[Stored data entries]

[Start of section]

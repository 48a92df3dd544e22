//! Email provider trait abstraction

use async_trait::async_trait;

use super::{EmailError, OutboundEmail, SendReceipt};

/// A service that accepts outbound messages (SMTP relay, SES, ...)
///
/// Implementations must surface every failure as an error; a provider that
/// swallows errors would make the failover circuit blind.
///
/// # Examples
///
/// ```rust
/// use mailroom::email::{ConsoleProvider, EmailProvider, OutboundEmail};
///
/// # async fn example() -> Result<(), Box<dyn std::error::Error>> {
/// let provider = ConsoleProvider::new();
///
/// let email = OutboundEmail::new(
///     "user@example.com",
///     "noreply@example.com",
///     "Welcome!",
///     "<p>Hello</p>",
/// );
///
/// let receipt = provider.send(&email).await?;
/// assert_eq!(receipt.provider, "console");
/// # Ok(())
/// # }
/// ```
#[async_trait]
pub trait EmailProvider: Send + Sync {
    /// Label recorded as the message's provider
    fn name(&self) -> &str;

    /// Hand the message to the provider
    ///
    /// # Errors
    ///
    /// Returns `EmailError` if the provider does not accept the message
    async fn send(&self, email: &OutboundEmail) -> Result<SendReceipt, EmailError>;
}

[End of section]

(EXERCISE DIRECTIONS):
Retype the entries. Every line must match exactly.

(TASK SOLUTION):
repository 48a92df3dd544e22
//! Email provider trait abstraction

use async_trait::async_trait;

use super::{EmailError, OutboundEmail, SendReceipt};

/// A service that accepts outbound messages (SMTP relay, SES, ...)
///
/// Implementations must surface every failure as an error; a provider that
/// swallows errors would make the failover circuit blind.
///
/// # Examples
///
/// ```rust
/// use mailroom::email::{ConsoleProvider, EmailProvider, OutboundEmail};
///
/// # async fn example() -> Result<(), Box<dyn std::error::Error>> {
/// let provider = ConsoleProvider::new();
///
/// let email = OutboundEmail::new(
///     "user@example.com",
///     "noreply@example.com",
///     "Welcome!",
///     "<p>Hello</p>",
/// );
///
/// let receipt = provider.send(&email).await?;
/// assert_eq!(receipt.provider, "console");
/// # Ok(())
/// # }
/// ```
#[async_trait]
pub trait EmailProvider: Send + Sync {
    /// Label recorded as the message's provider
    fn name(&self) -> &str;

    /// Hand the message to the provider
    ///
    /// # Errors
    ///
    /// Returns `EmailError` if the provider does not accept the message
    async fn send(&self, email: &OutboundEmail) -> Result<SendReceipt, EmailError>;
}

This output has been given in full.